About this task:
Where does the word "info" occur in the data below? Copy each line that holds it.
+++ Material to process +++
//! Allocation of prediction run ids.

use chrono::{DateTime, Utc};
use metrics::counter;
use sea_orm::{DatabaseConnection, EntityTrait, Set};
use std::sync::Arc;
use tracing::{info, instrument, warn};

use crate::entities::prediction_run;
use crate::errors::ServiceError;
use crate::repositories::PredictionRepository;

/// Hands out strictly increasing run ids.
///
/// The primary path inserts a `prediction_runs` control row and uses its
/// generated key. The row is written on its own connection, outside any run
/// transaction, so an id is never reissued even if the run rolls back.
/// When the control row cannot be inserted, ids fall back to
/// `max(run_id) + 1` over `reagent_predictions`, raised to the control
/// table's own maximum while that table is still readable. The fallback is
/// not safe against concurrent runs.
#[derive(Debug, Clone)]
pub struct RunIdAllocator {
    db: Arc<DatabaseConnection>,
}

impl RunIdAllocator {
    pub fn new(db: Arc<DatabaseConnection>) -> Self {
        Self { db }
    }

    #[instrument(skip(self))]
    pub async fn allocate(&self, generated_at: DateTime<Utc>) -> Result<i32, ServiceError> {
        match self.allocate_control_row(generated_at).await {
            Ok(run_id) => {
                info!(run_id, "Allocated prediction run id");
                Ok(run_id)
            }
            Err(primary) => {
                warn!(
                    error = %primary,
                    "Run id control table unavailable, falling back to max(run_id)+1"
                );
                counter!("reagent_forecast.run_id.fallback", 1);
                self.allocate_from_predictions().await.map_err(|fallback| {
                    ServiceError::AllocationError(format!(
                        "control row insert failed ({}); fallback failed ({})",
                        primary, fallback
                    ))
                })
            }
        }
    }

    async fn allocate_control_row(&self, generated_at: DateTime<Utc>) -> Result<i32, ServiceError> {
        let row = prediction_run::ActiveModel {
            generated_at: Set(generated_at),
            ..Default::default()
        };
        let result = prediction_run::Entity::insert(row)
            .exec(self.db.as_ref())
            .await
            .map_err(ServiceError::DatabaseError)?;
        Ok(result.last_insert_id)
    }

    async fn allocate_from_predictions(&self) -> Result<i32, ServiceError> {
        let predicted = PredictionRepository::max_prediction_run_id(self.db.as_ref()).await?;
        let controlled = PredictionRepository::max_control_run_id(self.db.as_ref())
            .await
            .unwrap_or_else(|e| {
                warn!(error = %e, "Run control table is unreadable");
                None
            });
        let run_id = predicted
            .max(controlled)
            .unwrap_or(0)
            .checked_add(1).ok_or_else(|| {
            ServiceError::AllocationError("run id space exhausted".to_string())
        })?;
        warn!(run_id, "Allocated prediction run id from existing predictions");
        Ok(run_id)
    }
}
+++
Task response:
use tracing::{info, instrument, warn};
                info!(run_id, "Allocated prediction run id");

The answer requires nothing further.